El mejor análisis de todo esto, en mi opinión, es el de Søren Kierkegaard. Dice que todos nosotros nos esforzamos por alcanzar la felicidad, y que lo hacemos de tres maneras: estética, ética y religiosa.

Lo estético, tal como se usa aquí, no tiene nada que ver con los artistas, al menos no necesariamente. La persona estética es alguien que busca tener momentos de un sentimiento tan fuerte que se eleva fuera del mundo amenazante de la ambigüedad y la ambivalencia hacia algún otro reino parecido a la felicidad eterna. Para la persona estética, el tiempo es el gran enemigo porque embota el sentimiento. Si el sentimiento elevado de uno es provocado por el amor, el tiempo envejece al amado y, en última instancia, lo elimina. Entonces, ¿qué hacen las personas estéticas? Dividen el tiempo en unidades discretas —momentos—, cada una de las cuales tiene la capacidad de conferir felicidad solo porque se ha separado de las complicaciones, la imprevisibilidad, etc. del pasado y el futuro, del verdadero flujo del tiempo. Las personas estéticas intentan ser felices convirtiendo este flujo, esta “película», que por supuesto es amenazante, en una serie de instantáneas discretas.
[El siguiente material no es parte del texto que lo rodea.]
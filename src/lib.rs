#![cfg(target_arch = "wasm32")]
use crate::constants::{ATTR_FX, ATTR_LOG_LEVEL, CARD_BACKGROUNDS, REVEALS};
use crate::core::{log_level, Features, ReadyState};
use wasm_bindgen::prelude::*;
use wasm_bindgen::JsCast;
use web_sys as web;

mod backdrop;
mod cards;
mod constants;
mod core;
mod counters;
mod dom;
mod events;
mod frame;
mod grid;
mod lifecycle;
mod observe;
mod overlay;
mod reveal;
mod services;

fn body_attr(document: &web::Document, name: &str) -> Option<String> {
    document.body().and_then(|b| b.get_attribute(name))
}

/// Log and swallow a component's init failure so the rest of the page still
/// gets its effects.
fn report(component: &str, result: anyhow::Result<()>) {
    if let Err(e) = result {
        log::error!("[{component}] init error: {:?}", e);
    }
}

#[wasm_bindgen(start)]
pub fn start() -> Result<(), JsValue> {
    console_error_panic_hook::set_once();
    let document = dom::window_document().ok_or_else(|| JsValue::from_str("no document"))?;
    let level = log_level(body_attr(&document, ATTR_LOG_LEVEL).as_deref());
    console_log::init_with_level(level).ok();
    log::info!("site-fx starting");

    if ReadyState::parse(&document.ready_state()).awaits_dom() {
        let doc = document.clone();
        let closure = Closure::once(move || init(&doc));
        document.add_event_listener_with_callback(
            "DOMContentLoaded",
            closure.as_ref().unchecked_ref(),
        )?;
        closure.forget();
    } else {
        init(&document);
    }
    lifecycle::wire_loaded(&document);
    Ok(())
}

fn init(document: &web::Document) {
    let features = Features::from_attr(body_attr(document, ATTR_FX).as_deref());
    log::info!("[init] {:?}", features);

    lifecycle::pause_entry_animations(document);
    lifecycle::run_loader(document);
    events::wire_nav_scroll(document);

    for entry in &REVEALS {
        report("reveal", reveal::wire_reveal(document, entry));
    }
    lifecycle::wire_smooth_scroll(document);
    if features.magnetic {
        events::wire_magnetic(document);
    }
    if features.tilt {
        events::wire_tilt(document);
    }
    for (card_sel, layer_sel) in CARD_BACKGROUNDS {
        reveal::apply_card_backgrounds(document, card_sel, layer_sel);
    }
    report("services", services::wire_service_cycle(document));
    events::wire_work_hover(document);
    if features.parallax {
        events::wire_parallax(document);
    }
    let menu = lifecycle::wire_mobile_menu(document);
    report("counter", counters::wire_counters(document));
    report("backdrop", backdrop::wire_backdrop(document));

    let card_ctl = match cards::wire_cards(document) {
        Ok(c) => c,
        Err(e) => {
            log::error!("[cards] init error: {:?}", e);
            None
        }
    };
    events::wire_global_keydown(card_ctl, menu);

    if features.grid {
        report("grid", grid::wire_grid(document));
    }
    if features.cursor {
        report("cursor", events::wire_cursor(document));
    }
}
¿Cómo funciona esto en la práctica? Si el placer estético viene a través del amor, el amor será fugaz, involucrando una serie de cónyuges o amantes, cada uno de ellos una instantánea, por así decirlo, que puede ser abandonada y reemplazada por otra y luego otra en un esfuerzo (en última instancia, vano) por escapar de la continuidad del tiempo.

Además, el cónyuge o amante que da esta intensificación discreta y momentánea del sentimiento (y recuerden que esto se puede lograr igual de bien a través de una hermosa pieza de música, una puesta de sol o escalar una montaña, etc.) debe ser idealizado —sentimentalizado— como perfecto, y por lo tanto no sujeto a la corrosión del tiempo.

Estoy seguro de que todos conocemos a personas cuyo principal modo de obtener la felicidad eterna es este modo estético. Incluso podemos reconocer este modo en nosotros mismos. La pregunta es: ¿funciona? Y la respuesta es: sí, hasta cierto punto. Pero no en última instancia, por razones que deberían ser obvias. Falsifica la verdadera naturaleza del tiempo, que no es discreta ni discontinua. Se basa en un transportador idealizado de felicidad. Requiere una repetición constante, incluso frenética.

Así que centremos nuestra atención en el modo ético. Así como lo estético no se refiere necesariamente a los artistas, tampoco lo “ético» se refiere necesariamente a la bondad. Para Kierkegaard, la persona ética es aquella que busca la felicidad eterna en un mundo ambiguo mediante el compromiso: siguiendo un código de conducta.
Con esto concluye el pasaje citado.